Crossing legs, like crossing the arms, indicates a defensive attitude. While arm-crossing is a subconscious attempt by a person to protect his vital organs- the heart and the lungs, crossing the legs is an attempt to protect the genitals.
Of course, crossing the legs seems like a silly and ineffective way to hide the genitals but our unconscious mind rarely works rationally, or, to be more precise, works in ways that don’t seem rational to us.
When a person feels extremely defensive, he might cross his legs in addition to crossing the arms thereby achieving a complete sense of protection since all his ventral delicate organs are covered.
Such a vulnerable position demands an action that makes us feel secure and by subconsciously protecting all our ventral delicate organs, we successfully achieve that sense of security.
The leg scissors
Sometimes, when people are feeling mildly defensive, they don’t fully cross their legs in the standing position. Instead, they simply cross one foot over the other while the displaced foot rests on the toes.
This is a kind of partial legs-crossing gesture. The defensive feelings are not intense but somewhere in the back of his mind, the person is unsure and feels that he might get ‘kicked in the nuts’.
This gesture can also convey a different kind of attitude. When a person is totally committed to a conversation, unwilling to leave, he might ‘fold up’ in position and rivet himself to the spot by taking up this gesture.
The logic behind this is that when we are afraid of something we want to run away from it and so our bodies remain in an ‘alert’ position. But when we don’t feel like running away from a situation, we tend to fold ourselves into position just like animals fold themselves up when they’re relaxing or sleeping.
We can’t run away if we are riveted to the spot and have to unwind first in case we decide the situation has turned unfavourable.
We do this gesture when we know we have to stay in one place for quite a while, for example when we have to wait for a person, a bus or a train.
When people know they are about to engage in a long conversation, they may lean against the wall and take up this gesture conveying the non-verbal message, “I’m not going anywhere. Keep talking.”

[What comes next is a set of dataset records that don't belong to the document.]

/// Movement rules — truth-table driven.
///
/// Pure functions: they decide "what a raw input means" and "is this move
/// legal" without performing anything. The motion controller owns state.
///
/// ## Input Resolution Truth Table
///
/// Raw input is a 2-axis value (stick convention: +x right, +y up).
/// ┌──────────────────────────────┬────────────────────────────┐
/// │ Condition                     │ Result                      │
/// ├──────────────────────────────┼────────────────────────────┤
/// │ x == 0 && y == 0              │ released (clears debounce)  │
/// │ |y| > |x|                     │ vertical axis kept, x = 0   │
/// │ otherwise (incl. |x| == |y|)  │ horizontal axis kept, y = 0 │
/// │ round(kept axis) == 0         │ no move attempted           │
/// │ round(kept axis) != 0         │ one unit step in its sign   │
/// └──────────────────────────────┴────────────────────────────┘
///
/// ## Move Resolution
/// ┌──────────────────────────────┬──────────────┐
/// │ Condition                     │ Outcome      │
/// ├──────────────────────────────┼──────────────┤
/// │ target cell blocked           │ Bump         │
/// │ otherwise                     │ Move         │
/// └──────────────────────────────┴──────────────┘
/// Both outcomes count as one resolved turn.

use super::geom::{Cell, Dir};
use super::physics::Occupancy;

/// Raw 2-axis input for one tick.
#[derive(Clone, Copy, PartialEq, Debug, Default)]
pub struct AxisInput {
    pub x: f32,
    pub y: f32,
}

impl AxisInput {
    pub const ZERO: AxisInput = AxisInput { x: 0.0, y: 0.0 };

    pub fn new(x: f32, y: f32) -> Self {
        AxisInput { x, y }
    }

    /// Released control: both axes exactly zero.
    pub fn is_released(&self) -> bool {
        self.x == 0.0 && self.y == 0.0
    }
}

/// What an accepted input resolves to.
#[derive(Clone, Copy, PartialEq, Eq, Debug)]
pub enum MoveKind {
    Move,
    Bump,
}

/// Collapse a 2-axis input to at most one 4-way step.
pub fn resolve_direction(input: AxisInput) -> Option<Dir> {
    let (mut x, mut y) = (input.x, input.y);
    if x.is_nan() || y.is_nan() {
        return None;
    }
    if y.abs() > x.abs() {
        x = 0.0;
    } else {
        y = 0.0;
    }

    let sx = x.round() as i32;
    let sy = y.round() as i32;
    // Stick +y is up; grid +y is down.
    Dir::from_delta(sx.signum(), -sy.signum())
}

/// Cell one step from `from` in `dir`.
pub fn step_target(from: Cell, dir: Dir) -> Cell {
    let (dx, dy) = dir.delta();
    from.offset(dx, dy)
}

/// Decide whether the step is a real move or a bump.
pub fn classify_move(occupancy: &impl Occupancy, from: Cell, dir: Dir) -> (Cell, MoveKind) {
    let target = step_target(from, dir);
    if occupancy.is_blocked(target) {
        (target, MoveKind::Bump)
    } else {
        (target, MoveKind::Move)
    }
}

#[cfg(test)]
mod tests {
    use super::*;

    #[test]
    fn released_only_when_both_axes_zero() {
        assert!(AxisInput::ZERO.is_released());
        assert!(!AxisInput::new(0.1, 0.0).is_released());
        assert!(!AxisInput::new(0.0, -0.1).is_released());
    }

    #[test]
    fn cardinal_inputs() {
        assert_eq!(resolve_direction(AxisInput::new(1.0, 0.0)), Some(Dir::Right));
        assert_eq!(resolve_direction(AxisInput::new(-1.0, 0.0)), Some(Dir::Left));
        assert_eq!(resolve_direction(AxisInput::new(0.0, 1.0)), Some(Dir::Up));
        assert_eq!(resolve_direction(AxisInput::new(0.0, -1.0)), Some(Dir::Down));
    }

    #[test]
    fn dominant_axis_wins() {
        assert_eq!(resolve_direction(AxisInput::new(0.9, 0.6)), Some(Dir::Right));
        assert_eq!(resolve_direction(AxisInput::new(-0.6, -0.9)), Some(Dir::Down));
    }

    #[test]
    fn diagonal_tie_prefers_horizontal() {
        assert_eq!(resolve_direction(AxisInput::new(1.0, 1.0)), Some(Dir::Right));
        assert_eq!(resolve_direction(AxisInput::new(-0.7, 0.7)), Some(Dir::Left));
    }

    #[test]
    fn small_axis_rounds_to_no_move() {
        assert_eq!(resolve_direction(AxisInput::new(0.3, 0.0)), None);
        assert_eq!(resolve_direction(AxisInput::new(0.2, 0.4)), None);
        assert_eq!(resolve_direction(AxisInput::new(0.5, 0.0)), Some(Dir::Right));
    }

    #[test]
    fn nan_input_is_ignored() {
        assert_eq!(resolve_direction(AxisInput::new(f32::NAN, 1.0)), None);
    }

    #[test]
    fn classify_against_occupancy() {
        let wall = Cell::new(2, 1);
        let occ = move |c: Cell| c == wall;
        assert_eq!(classify_move(&occ, Cell::new(1, 1), Dir::Right), (wall, MoveKind::Bump));
        assert_eq!(
            classify_move(&occ, Cell::new(1, 1), Dir::Up),
            (Cell::new(1, 0), MoveKind::Move)
        );
    }
}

Sometimes both the attitudes of defensiveness and ‘unwillingness to leave’ can be simultaneously present. When people, especially young couples, meet each other for the first time, they feel a bit defensive but also don’t feel like leaving since the experience is a bit exciting. So it’s common to observe the ‘leg scissors’ gesture in such situations.
If you observe two people talking to each other for the first time and both take up this gesture, mirroring each other, you can safely assume that they are either committed to the conversation, feeling slightly defensive in the back of their minds or both.
If one of them uncrosses his legs, it either means that he is opening up to the other person or preparing to leave. If the other person continues the ‘leg-scissors’ position, then it means the first person wasn’t opening up but preparing to leave because the rapport has been broken without re-establishment.
This is how you do elimination to figure out the meaning of gestures that can have more than one meaning. You have to look at the whole situation, everything the precedes and succeeds it.
Had the first person really ‘opened up’ to the other person, then both of them should’ve assumed the ‘opened up’ position as per the rules of rapport establishment. But since that did not happen, it probably means they got off on a wrong footing!
Legs crossed while seated
It conveys the same ‘closed’ and defensive attitude as that in the standing position. During a conversation, it can indicate a ‘withdrawn’ attitude and it has been observed that people who cross their legs in the seated position tend to talk in shorter sentences and reject more proposals and are more inattentive to what’s going on compared to those who sit in a more ‘open’ position.
Apart from the usual defensive attitude, the seated ‘legs-crossed’ position can convey a lot more. For example, it is a common observation that, while seated, women frequently cross and uncross their legs if they like what’s going on or are in the company of people they like.
I have told repeatedly in this section that women use submissive gestures to display attractiveness. Sitting in a leg-crossed position, besides revealing the thigh, also signals a submissive attitude and therefore women unconsciously assume this position when they sit to appear attractive, and they do.
Many polls and surveys have revealed that men find the seated legs-crossed position the most attractive seated position a woman can take.
Also, sitting with legs crossed reduces the overall perceived size of a woman. Dominance and submission are proportional to body size. More the body size, more dominant an organism is perceived to be. Less the body size, more submissive an organism is perceived to be. This is one reason why men like to be bigger or taller and women want to appear at least thinner, if not shorter.
When we are interested in someone, we tend to cross our legs in the direction of that person such that both our knees point to that person.
Again, this gesture is also more frequently observed in women. In a seated position, if they like a guy they are talking to they’ll take up this gesture and if the guy is also interested, he’ll soon follow suit and mirror her gesture.